La edición en castellano de esta antología llega con una década de retraso. Su interés no ha disminuido con el paso de los años, pues su tesis no es otra que demostrar merced a un nutrido catálogo de dispares talentos que el gótico todavía existe, si bien alejado ya de las fórmulas decimonónicas. Es decir, que fiel al espíritu que no a la letra, cabe hablar de un gótico contemporáneo. Pese a alguna ausencia significativa y probablemente obligada, los seleccionadores Morrow y McGrath no se han amilanado en su pretensión de ofrecer un recorrido lo más amplío posible del terror actual: nada menos que veintiún autores configuran la muestra, recurriendo a fragmentos selectos de novelas en el caso de las firmas consagradas, entre las que se cuentan John Hawkes, Ruth Rendell, Peter Straub y Anne Rice (presente a través de un pasaje de Entrevista con el vampiro).
El resto de la antología es tan irregular que demanda una postrera criba o selección, si es que se desea sacrificar el valor testimonial de la obra (a la hora de recoger cuantos más autores, mejor) en aras de la calidad.
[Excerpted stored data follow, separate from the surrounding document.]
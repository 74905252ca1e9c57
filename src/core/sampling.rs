//! Training sample extraction and the seeded train/test split

use crate::core::feature_stack::FeatureStack;
use crate::types::{ClassCode, LandcoverError, LandcoverResult, SampleLabel, TargetGrid};
use geo::{BoundingRect, Contains, Geometry, Point};
use rand::rngs::StdRng;
use rand::{Rng, SeedableRng};
use serde::{Deserialize, Serialize};
use std::collections::{BTreeMap, BTreeSet};

/// Train/test split parameters
#[derive(Debug, Clone, PartialEq, Serialize, Deserialize)]
#[serde(default)]
pub struct SplitParams {
    /// Probability that a row lands in the training partition
    pub fraction: f64,
    /// `None` draws a fresh seed per run
    pub seed: Option<u64>,
}

impl Default for SplitParams {
    fn default() -> Self {
        Self {
            fraction: 0.7,
            seed: Some(42),
        }
    }
}

/// Sampling parameters
#[derive(Debug, Clone, PartialEq, Serialize, Deserialize)]
#[serde(default)]
pub struct SamplingParams {
    /// Sampling lattice spacing in map units
    pub scale: f64,
    pub split: SplitParams,
}

impl Default for SamplingParams {
    fn default() -> Self {
        Self {
            scale: 10.0,
            split: SplitParams::default(),
        }
    }
}

/// One sampled pixel
#[derive(Debug, Clone, PartialEq)]
pub struct SampleRow {
    pub features: Vec<f64>,
    pub class_code: ClassCode,
    /// Uniform in `[0, 1)`, drives the train/test split
    pub random: f64,
    /// (row, col) on the feature grid
    pub pixel: (usize, usize),
}

/// Sampled rows sharing one feature schema
#[derive(Debug, Clone, PartialEq)]
pub struct SampleTable {
    pub feature_names: Vec<String>,
    pub rows: Vec<SampleRow>,
    /// Seed that produced the random column
    pub seed: u64,
}

impl SampleTable {
    pub fn len(&self) -> usize {
        self.rows.len()
    }

    pub fn is_empty(&self) -> bool {
        self.rows.is_empty()
    }

    /// Rows with `random < fraction` train, the rest test
    pub fn split(&self, fraction: f64) -> LandcoverResult<(SampleTable, SampleTable)> {
        if !(0.0..=1.0).contains(&fraction) {
            return Err(LandcoverError::InvalidParameter(format!(
                "split fraction must be in [0, 1], got {}",
                fraction
            )));
        }

        let (training, testing): (Vec<SampleRow>, Vec<SampleRow>) =
            self.rows.iter().cloned().partition(|row| row.random < fraction);

        log::info!(
            "Split {} samples into {} training and {} testing rows (fraction {})",
            self.rows.len(),
            training.len(),
            testing.len(),
            fraction
        );
        Ok((self.with_rows(training), self.with_rows(testing)))
    }

    /// Row count per class
    pub fn class_histogram(&self) -> BTreeMap<ClassCode, usize> {
        let mut histogram = BTreeMap::new();
        for row in &self.rows {
            *histogram.entry(row.class_code).or_insert(0) += 1;
        }
        histogram
    }

    /// Distinct classes present, ascending
    pub fn classes(&self) -> Vec<ClassCode> {
        self.rows
            .iter()
            .map(|r| r.class_code)
            .collect::<BTreeSet<_>>()
            .into_iter()
            .collect()
    }

    fn with_rows(&self, rows: Vec<SampleRow>) -> SampleTable {
        SampleTable {
            feature_names: self.feature_names.clone(),
            rows,
            seed: self.seed,
        }
    }
}

/// Extracts labelled feature vectors from the feature stack
pub struct TrainingSampler {
    params: SamplingParams,
}

impl TrainingSampler {
    pub fn new() -> Self {
        Self {
            params: SamplingParams::default(),
        }
    }

    pub fn with_params(params: SamplingParams) -> Self {
        Self { params }
    }

    /// One row per covered pixel per label, with a seeded random column.
    ///
    /// Rows whose pixel has any invalid feature are dropped.
    pub fn sample(&self, stack: &FeatureStack, labels: &[SampleLabel]) -> LandcoverResult<SampleTable> {
        if self.params.scale <= 0.0 || !self.params.scale.is_finite() {
            return Err(LandcoverError::InvalidParameter(format!(
                "sampling scale must be positive, got {}",
                self.params.scale
            )));
        }

        let grid = stack.tile().grid();
        let stride = lattice_stride(self.params.scale, grid.geo_transform.pixel_width);
        let seed = match self.params.split.seed {
            Some(seed) => seed,
            None => {
                let seed = rand::thread_rng().gen::<u64>();
                log::info!("No split seed configured; drew seed {}", seed);
                seed
            }
        };
        log::info!(
            "Sampling {} labels at scale {} (stride {} px, seed {})",
            labels.len(),
            self.params.scale,
            stride,
            seed
        );

        let mut rng = StdRng::seed_from_u64(seed);
        let mut rows = Vec::new();
        let mut dropped = 0usize;

        for label in labels {
            for (row, col) in covered_pixels(&label.geometry, &grid, stride) {
                match stack.features_at(row, col) {
                    Some(features) => rows.push(SampleRow {
                        features,
                        class_code: label.class_code,
                        random: rng.gen::<f64>(),
                        pixel: (row, col),
                    }),
                    None => dropped += 1,
                }
            }
        }

        if dropped > 0 {
            log::warn!("Dropped {} sample pixels with invalid features", dropped);
        }

        let table = SampleTable {
            feature_names: stack.band_names(),
            rows,
            seed,
        };
        log::info!("Sampled {} rows: {:?}", table.len(), table.class_histogram());
        Ok(table)
    }
}

impl Default for TrainingSampler {
    fn default() -> Self {
        Self::new()
    }
}

/// Lattice stride in pixels for a sampling scale
pub fn lattice_stride(scale: f64, pixel_width: f64) -> usize {
    let pixel = pixel_width.abs();
    if pixel == 0.0 {
        return 1;
    }
    ((scale / pixel).round() as usize).max(1)
}

/// Grid pixels a geometry selects.
///
/// Points select the pixel containing them. Other geometries select every
/// lattice pixel (row and column multiples of `stride`) whose centre they
/// contain.
pub fn covered_pixels(geometry: &Geometry<f64>, grid: &TargetGrid, stride: usize) -> Vec<(usize, usize)> {
    match geometry {
        Geometry::Point(point) => containing_pixel(point, grid).into_iter().collect(),
        Geometry::MultiPoint(points) => points
            .iter()
            .filter_map(|p| containing_pixel(p, grid))
            .collect::<BTreeSet<_>>()
            .into_iter()
            .collect(),
        _ => {
            let Some(rect) = geometry.bounding_rect() else {
                return Vec::new();
            };
            let gt = &grid.geo_transform;
            let (r0, c0) = gt.world_to_pixel(rect.min().x, rect.max().y);
            let (r1, c1) = gt.world_to_pixel(rect.max().x, rect.min().y);
            let (row_start, row_end) = pixel_span(r0, r1, grid.rows);
            let (col_start, col_end) = pixel_span(c0, c1, grid.cols);

            let mut pixels = Vec::new();
            for row in (row_start..row_end).filter(|r| r % stride == 0) {
                for col in (col_start..col_end).filter(|c| c % stride == 0) {
                    let (x, y) = gt.pixel_center(row, col);
                    if geometry.contains(&Point::new(x, y)) {
                        pixels.push((row, col));
                    }
                }
            }
            pixels
        }
    }
}

fn containing_pixel(point: &Point<f64>, grid: &TargetGrid) -> Option<(usize, usize)> {
    let (row, col) = grid.geo_transform.world_to_pixel(point.x(), point.y());
    if row < 0.0 || col < 0.0 {
        return None;
    }
    let (row, col) = (row.floor() as usize, col.floor() as usize);
    (row < grid.rows && col < grid.cols).then_some((row, col))
}

/// Index range covering fractional positions `a..b` in either order, clamped to `0..len`
fn pixel_span(a: f64, b: f64, len: usize) -> (usize, usize) {
    let (lo, hi) = if a <= b { (a, b) } else { (b, a) };
    let start = lo.floor().max(0.0) as usize;
    let end = (hi.ceil().max(0.0) as usize).min(len);
    (start.min(len), end)
}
Con todo y en términos generales, en los cuentos presentados prevalece la búsqueda formal por encima de la trama. Así, Martin Amis en "Horridía" se entretiene creando nuevos vocablos al colocar horri como prefijo. Una horribroma en principio horrigraciosa -una facecia, en verdad- que llega a resultar cansina en su tautológico juegueteo. Entre la pirotecnia formal y la huera experimentación podríamos citar a Paul West y su "Banquo y la banana negra: la feroz delicia del horror", o lo que es lo mismo, nueve lacerantes páginas en la que se suceden sin casi interrupción una ristra de frases interrogativas. La actualidad es la opción que mantiene sin excesiva fortuna Kathy Acker en "J", un esbozo del sida como plaga de nuestros días. Por el guiño metagenérico se decide Jamaica Kincaid y su "Ovando", de vuelo mirífico y arcaicaizante cuño, mientras que en "La tumba de las historias perdidas" William T. Vollmann hace lo propio al reservar al mismísimo Edgar Allan Poe (Eddie) el papel protagónico; entrañable a la fuerza si se lo compara con la revisitación soez e irreverente del mito de Blancanieves de "La reina muerta", escrito por Robert Coover.
Por otra parte, el estilo impresionista en granate y tonos cárdenos domina algunos lienzos e imágenes de mórbido agradecer: los miedos y la explosión de color incontenible de "Sangre", de Janice Galloway; la visiones fugaces de "La cuidapeces" y "Playa Rigor", de Yannick Murphy y Emma Tennant, respectivamente; la mirada perdida de una niña que amplifica y distorsiona retazos de la realidad circundante para fundirlos en un crisol de pavores cotidianos en "¿Por qué no vienes a vivir conmigo? Ya es hora", de Joyce Carol Oates.
Los climas opresivos son la tónica imperante en los notables "Acaso no sabía ella", de Scott Bradfield, y "Newton", de Jeannette Winterson, una recreación del american gothic, los asfixiantes retratos de poblaciones sureñas y del Midwest, en los que no hay resquicio para la intimidad y donde esa gran familia a la que aspira cada uno de estos villorrios es expuesta de forma grotesca y monstruosa, y que encuentra su culminación con una costumbre inconcebible a nuestros ojos de forasteros: plastificar a los muertos; horroroso cenit de este universo cerrado.
Entre lo mejor de la antología se sitúa la cleptomanía como pulsión irrefrenable de "La ruta de Nadeja", debido a Bradford Morrow, uno de los seleccionadores, a la altura de de su colega Patrick McGrath, que en "El olor", de corte clásico, no pierde el pulso ni por un instante (la frase "atraído hacia el olor como una mariposa nocturna al candil" es toda una declaración de principios). Y, cómo no, completa el trío de ases Angela Carter y "El mercader de las sombras", una pequeña joya ambientada en Hollywood, que retrotrae a El crepúsculo de los dioses (Sunset Boulevard, 1950) y que corrobora lo intuido en la gran pantalla: que la fábrica de sueños se alimenta de los telares, de las aspiraciones de sus artífices; que los "juguetes rotos" perviven desmadejados y olvidados en góticas mansiones.